— EXTRACTED ENTRIES —
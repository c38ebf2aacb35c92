/// Building aliases in match precedence; the first group with a matching
/// alias wins.
///
/// Short aliases are prefixes of longer ones ("E I" of "E III"), so the order
/// of the groups must not change.
const BUILDING_ALIASES: &[(&str, &[&str])] = &[
    (
        "E3",
        &["2359", "E3", "E III", "Erweiterungsbau 3", "Erw.-Bau 3", "Erw.-bau III"],
    ),
    (
        "E2",
        &["2356", "E2", "E II", "Erweiterungsbau 2", "Erw.-Bau 2", "Erw.-bau II"],
    ),
    (
        "E1",
        &["2353", "E1", "E I", "Erweiterungsbau 1", "Erw.-Bau 1", "Erw.-bau I"],
    ),
    (
        "Hauptbau",
        &["2350", "HBau", "Hauptbau", "Hauptgebäude", "Altbau", "Sammelbau"],
    ),
];

/// Normalizes a raw building label from a directory page
///
/// The label is checked for case-sensitive substring matches against the
/// aliases of each known building (E3, E2, E1, Hauptbau, in that order).
/// Labels that match no alias are kept verbatim as `Sonstige (<label>)`.
///
/// # Examples
///
/// ```
/// use campus_atlas::location::normalize_building;
///
/// assert_eq!(normalize_building("2356 Erweiterungsbau 2"), "E2");
/// assert_eq!(normalize_building("Hauptgebäude"), "Hauptbau");
/// assert_eq!(normalize_building("2165"), "Sonstige (2165)");
/// ```
pub fn normalize_building(raw: &str) -> String {
    BUILDING_ALIASES
        .iter()
        .find(|(_, aliases)| aliases.iter().any(|alias| raw.contains(alias)))
        .map(|(building, _)| building.to_string())
        .unwrap_or_else(|| format!("Sonstige ({})", raw))
}
//! Room reference table
//!
//! The directory site only knows building and room labels; coordinates and
//! floors come from this table. It is loaded once, from the embedded
//! `data/reference_rooms.toml` or from a user-supplied file of the same shape:
//!
//! ```toml
//! rooms = [
//!     { location = "Hauptbau : 2222", latitude = 50.7791, longitude = 6.0590, building = "Hauptbau", floor = 2, url = "" },
//! ]
//! ```

use crate::config::ReferenceConfig;
use crate::output::{Category, Place, EXTERN_BUILDING};
use crate::{ReferenceError, ReferenceResult};
use serde::Deserialize;
use std::collections::HashMap;
use std::path::Path;

/// Reference table shipped with the crate
const BUILTIN_TABLE: &str = include_str!("../../data/reference_rooms.toml");

/// Location data for one `"<building> : <room>"` key
#[derive(Debug, Clone, PartialEq)]
pub struct ReferenceEntry {
    pub latitude: f64,
    pub longitude: f64,

    /// Canonical building identifier ("Hauptbau", "E1", ..., "Extern")
    pub building: String,

    pub floor: i16,

    /// Room page URL; empty when unknown
    pub url: String,
}

impl ReferenceEntry {
    pub fn is_extern(&self) -> bool {
        self.building == EXTERN_BUILDING
    }
}

/// On-disk shape of a reference table file
#[derive(Debug, Deserialize)]
struct TableFile {
    #[serde(default)]
    rooms: Vec<RoomRecord>,
}

#[derive(Debug, Deserialize)]
struct RoomRecord {
    location: String,
    latitude: f64,
    longitude: f64,
    building: String,
    floor: i16,
    #[serde(default)]
    url: String,
}

impl RoomRecord {
    fn into_entry(self) -> ReferenceResult<(String, ReferenceEntry)> {
        let invalid = |message: String| ReferenceError::InvalidEntry {
            location: self.location.clone(),
            message,
        };

        if self.location.trim().is_empty() {
            return Err(invalid("location cannot be empty".to_string()));
        }
        if self.building.trim().is_empty() {
            return Err(invalid("building cannot be empty".to_string()));
        }
        if !(-90.0..=90.0).contains(&self.latitude) {
            return Err(invalid(format!("latitude {} out of range", self.latitude)));
        }
        if !(-180.0..=180.0).contains(&self.longitude) {
            return Err(invalid(format!("longitude {} out of range", self.longitude)));
        }

        Ok((
            self.location,
            ReferenceEntry {
                latitude: self.latitude,
                longitude: self.longitude,
                building: self.building,
                floor: self.floor,
                url: self.url,
            },
        ))
    }
}

/// Immutable map from location text to reference entry
#[derive(Debug, Clone, Default)]
pub struct ReferenceTable {
    entries: HashMap<String, ReferenceEntry>,
    duplicates: Vec<String>,
}

impl ReferenceTable {
    /// Builds a table from `(location, entry)` pairs
    ///
    /// Duplicate locations are a data-authoring defect: each one is logged
    /// and recorded, and the later entry replaces the earlier one.
    pub fn from_entries<I>(entries: I) -> Self
    where
        I: IntoIterator<Item = (String, ReferenceEntry)>,
    {
        let mut table = Self::default();

        for (location, entry) in entries {
            if table.entries.insert(location.clone(), entry).is_some() {
                tracing::warn!("Reference table contains duplicate key: \"{}\"", location);
                table.duplicates.push(location);
            }
        }

        table
    }

    /// Parses a table from TOML text
    pub fn from_toml_str(content: &str) -> ReferenceResult<Self> {
        let file: TableFile = toml::from_str(content)?;
        let entries = file
            .rooms
            .into_iter()
            .map(RoomRecord::into_entry)
            .collect::<ReferenceResult<Vec<_>>>()?;

        Ok(Self::from_entries(entries))
    }

    /// Loads the table embedded in the crate
    pub fn builtin() -> ReferenceResult<Self> {
        Self::from_toml_str(BUILTIN_TABLE)
    }

    /// Loads a table from a TOML file
    pub fn load(path: &Path) -> ReferenceResult<Self> {
        let content = std::fs::read_to_string(path)?;
        Self::from_toml_str(&content)
    }

    /// Loads the configured table, falling back to the embedded one
    pub fn from_config(config: &ReferenceConfig) -> ReferenceResult<Self> {
        match &config.path {
            Some(path) => {
                tracing::info!("Loading reference table from {}", path);
                Self::load(Path::new(path))
            }
            None => Self::builtin(),
        }
    }

    /// Exact lookup of a location text
    pub fn get(&self, location_text: &str) -> Option<&ReferenceEntry> {
        self.entries.get(location_text)
    }

    pub fn len(&self) -> usize {
        self.entries.len()
    }

    pub fn is_empty(&self) -> bool {
        self.entries.is_empty()
    }

    /// Keys that appeared more than once while building the table
    pub fn duplicate_keys(&self) -> &[String] {
        &self.duplicates
    }

    /// Every room inside the mapped complex as a place of category `Room`
    ///
    /// The location text doubles as the place name. Sorted by name so
    /// repeated runs store rooms in the same order.
    pub fn room_places(&self) -> Vec<Place> {
        let mut places: Vec<Place> = self
            .entries
            .iter()
            .filter(|(_, entry)| !entry.is_extern())
            .map(|(location, entry)| Place {
                name: location.clone(),
                latitude: entry.latitude,
                longitude: entry.longitude,
                category: Category::Room,
                floor: entry.floor,
                url: Some(entry.url.clone()).filter(|url| !url.is_empty()),
                building: entry.building.clone(),
            })
            .collect();

        places.sort_by(|a, b| a.name.cmp(&b.name));
        places
    }
}
//! Storage traits and error types
//!
//! This module defines the trait interface for place storage backends and
//! associated error types.

use crate::output::{Category, Place};
use crate::storage::RunRecord;
use std::collections::HashMap;
use thiserror::Error;

/// Errors that can occur during storage operations
#[derive(Debug, Error)]
pub enum StorageError {
    #[error("Run not found: {0}")]
    RunNotFound(i64),

    #[error("Invalid category in database: {0}")]
    InvalidCategory(String),

    #[error("SQLite error: {0}")]
    Sqlite(#[from] rusqlite::Error),
}

/// Result type for storage operations
pub type StorageResult<T> = Result<T, StorageError>;

/// Trait for place storage backends
///
/// The crawler itself never touches storage; the binary hands the places
/// a crawl produced to a `PlaceStore`.
pub trait PlaceStore {
    // ===== Run Management =====

    /// Creates a new crawl run
    ///
    /// # Arguments
    ///
    /// * `config_hash` - Hash of the configuration the run uses
    ///
    /// # Returns
    ///
    /// The ID of the newly created run
    fn create_run(&mut self, config_hash: &str) -> StorageResult<i64>;

    /// Marks a run as completed with its counters and a finish timestamp
    fn complete_run(&mut self, run_id: i64, visited: u64, located: u64) -> StorageResult<()>;

    /// Gets the most recent run
    fn get_latest_run(&self) -> StorageResult<Option<RunRecord>>;

    // ===== Place Management =====

    /// Inserts a place or replaces the stored place with the same name
    fn upsert_place(&mut self, place: &Place) -> StorageResult<()>;

    /// Upserts many places in a single transaction
    ///
    /// # Returns
    ///
    /// The number of places written
    fn upsert_places(&mut self, places: &[Place]) -> StorageResult<usize>;

    /// Gets a place by name
    fn get_place(&self, name: &str) -> StorageResult<Option<Place>>;

    /// Loads all places ordered by building, floor and name
    fn load_places(&self) -> StorageResult<Vec<Place>>;

    fn count_places(&self) -> StorageResult<u64>;

    /// Counts places per category
    fn count_by_category(&self) -> StorageResult<HashMap<Category, u64>>;

    /// Deletes all places
    fn clear_places(&mut self) -> StorageResult<()>;
}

— TASK OBJECTIVE —
Tally the lines of the records that contain "once", then write only the total.

— RESULT —
2